- North American NES cover art
- Developer: Rare
- Publishers: Nintendo (NES) Tradewest (Genesis)
- Designers: Tim Stamper Chris Stamper
- Programmers: Paul Proctor (NES) Steve Patrick (Genesis)
- Composer: David Wise
- Platforms: Nintendo Entertainment System, arcade, Sega Genesis
- Release: NESNA: February 1988; EU: 15 April 1988; BRA: 1994; GenesisNA: 1992;
- Genres: Racing, vehicular combat
- Mode: Single-player
- Arcade system: PlayChoice-10

= R.C. Pro-Am =

1988 video game

R.C. Pro-Am is a racing game developed by Rare and published by Nintendo for the Nintendo Entertainment System. It was released in North America in February 1988, and then in Europe on 15 April. Presented in an overhead isometric perspective, a single player races a radio-controlled car around a series of tracks in vehicular combat. Each track qualifies its top three racers for the next track. Collectible power-up items improve performance, hazards include rain puddles and oil slicks, and missiles and bombs can temporarily disable opponents. Originally titled Pro Am Racing, it was ported to the Sega Genesis in 1992 as Championship Pro-Am, an enhanced remake with enhanced graphics and additional features. R.C. Pro-Am spawned two sequels: Super R.C. Pro-Am in 1991, and R.C. Pro-Am II in 1992.

As one of Rare's first successful NES games, R.C. Pro-Am was well-received for its visuals, sound, gameplay, and enjoyability. Its overhead perspective distinguishes it from earlier first-person racing games. It inspired subsequent games such as Super Off Road, Rock n' Roll Racing, and the Mario Kart series. It has appeared in many "top games of all time" lists and is regarded as one of the best of the NES library. It was re-released in Rare's 2015 Rare Replay compilation for the Xbox One, and on the Nintendo Classics service on February 21, 2024.

==Gameplay==
R.C. Pro-Am is a racing video game in which a player races a radio-controlled car against three opponents around a track from an overhead isometric perspective. The horizontal control pad buttons steer left or right, and the other buttons accelerate, fire weapons, and pause the game. Across 32 tracks, the top three of four racers qualify for each next race or reach a game over. Two continues can restart the previous race, losing all points. Each track gives a trophy, and a high score yields larger "High Score Trophies", leading up to the "Super Trophy".

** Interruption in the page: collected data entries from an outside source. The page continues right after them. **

//! 烘焙 PNG 的元数据提取
//!
//! Open Badges 2.0 把 assertion 写在 keyword 为 `openbadges` 的 iTXt 块中，
//! 1.x 时代的徽章使用 tEXt 块，两者都支持。不校验 CRC。

use base64::Engine;
use base64::engine::general_purpose::STANDARD;

use crate::error::{CoreError, Result};

const PNG_SIGNATURE: [u8; 8] = [0x89, b'P', b'N', b'G', 0x0d, 0x0a, 0x1a, 0x0a];
const KEYWORD: &[u8] = b"openbadges";

fn invalid_image() -> CoreError {
    CoreError::BadgeCheck(vec!["Invalid image upload".to_string()])
}

/// 解码上传的图片：支持 data URI 与裸 base64
pub fn decode_upload(value: &str) -> Result<Vec<u8>> {
    let payload = match value.split_once(";base64,") {
        Some((prefix, data)) if prefix.starts_with("data:") => data,
        _ => value,
    };
    let cleaned: String = payload.chars().filter(|c| !c.is_whitespace()).collect();
    STANDARD.decode(cleaned).map_err(|_| invalid_image())
}

/// 提取 `openbadges` 元数据文本，未找到时返回 None
pub fn extract_openbadges(png: &[u8]) -> Result<Option<String>> {
    if png.len() < PNG_SIGNATURE.len() || png[..8] != PNG_SIGNATURE {
        return Err(invalid_image());
    }

    let mut pos = PNG_SIGNATURE.len();
    while pos + 8 <= png.len() {
        let len = u32::from_be_bytes([png[pos], png[pos + 1], png[pos + 2], png[pos + 3]]) as usize;
        let kind = &png[pos + 4..pos + 8];
        let data_start = pos + 8;
        let data_end = data_start.checked_add(len).ok_or_else(invalid_image)?;
        // 数据之后还有 4 字节 CRC
        if data_end + 4 > png.len() {
            return Err(invalid_image());
        }
        let data = &png[data_start..data_end];

        match kind {
            b"iTXt" => {
                if let Some(text) = parse_itxt(data)? {
                    return Ok(Some(text));
                }
            }
            b"tEXt" => {
                if let Some(text) = parse_text(data) {
                    return Ok(Some(text));
                }
            }
            b"IEND" => break,
            _ => {}
        }
        pos = data_end + 4;
    }
    Ok(None)
}

/// keyword \0 flag method language \0 translated \0 text
fn parse_itxt(data: &[u8]) -> Result<Option<String>> {
    let Some((keyword, rest)) = split_nul(data) else {
        return Ok(None);
    };
    if keyword != KEYWORD {
        return Ok(None);
    }
    if rest.len() < 2 {
        return Err(invalid_image());
    }
    if rest[0] != 0 {
        return Err(CoreError::BadgeCheck(vec![
            "Compressed openbadges metadata is not supported".to_string(),
        ]));
    }
    let rest = &rest[2..];
    let (_, rest) = split_nul(rest).ok_or_else(invalid_image)?;
    let (_, text) = split_nul(rest).ok_or_else(invalid_image)?;

    String::from_utf8(text.to_vec())
        .map(Some)
        .map_err(|_| invalid_image())
}

fn parse_text(data: &[u8]) -> Option<String> {
    let (keyword, text) = split_nul(data)?;
    (keyword == KEYWORD).then(|| String::from_utf8_lossy(text).into_owned())
}

fn split_nul(data: &[u8]) -> Option<(&[u8], &[u8])> {
    let idx = data.iter().position(|b| *b == 0)?;
    Some((&data[..idx], &data[idx + 1..]))
}


#[cfg(test)]
mod tests {
    use super::fixtures::{baked_png, plain_png};
    use super::*;

    #[test]
    fn test_extract_itxt_payload() {
        let png = baked_png(r#"{"id":"https://example.org/a/1"}"#);
        assert_eq!(
            extract_openbadges(&png).unwrap().as_deref(),
            Some(r#"{"id":"https://example.org/a/1"}"#)
        );
    }

    #[test]
    fn test_png_without_metadata() {
        assert_eq!(extract_openbadges(&plain_png()).unwrap(), None);
    }

    #[test]
    fn test_rejects_non_png() {
        assert!(matches!(
            extract_openbadges(b"GIF89a..."),
            Err(CoreError::BadgeCheck(_))
        ));
    }

    #[test]
    fn test_decode_data_uri_and_raw_base64() {
        let png = baked_png("https://example.org/a/1");
        let raw = STANDARD.encode(&png);
        assert_eq!(decode_upload(&raw).unwrap(), png);
        assert_eq!(
            decode_upload(&format!("data:image/png;base64,{}", raw)).unwrap(),
            png
        );
        assert!(decode_upload("not base64 !!").is_err());
    }
}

Twelve unique track configurations are repeated indefinitely. The original box art claims that the game contains "32 tracks of racing thrills" but the 24th track is unofficially the last because it is the largest. Each track after 24 is a repeat from track 1, but with additional features. At track 32, all computer-controlled opponents run at maximum speed and cannot be beaten without weapons. The game has no formal end; players eventually run out of weapons and are eliminated from the race.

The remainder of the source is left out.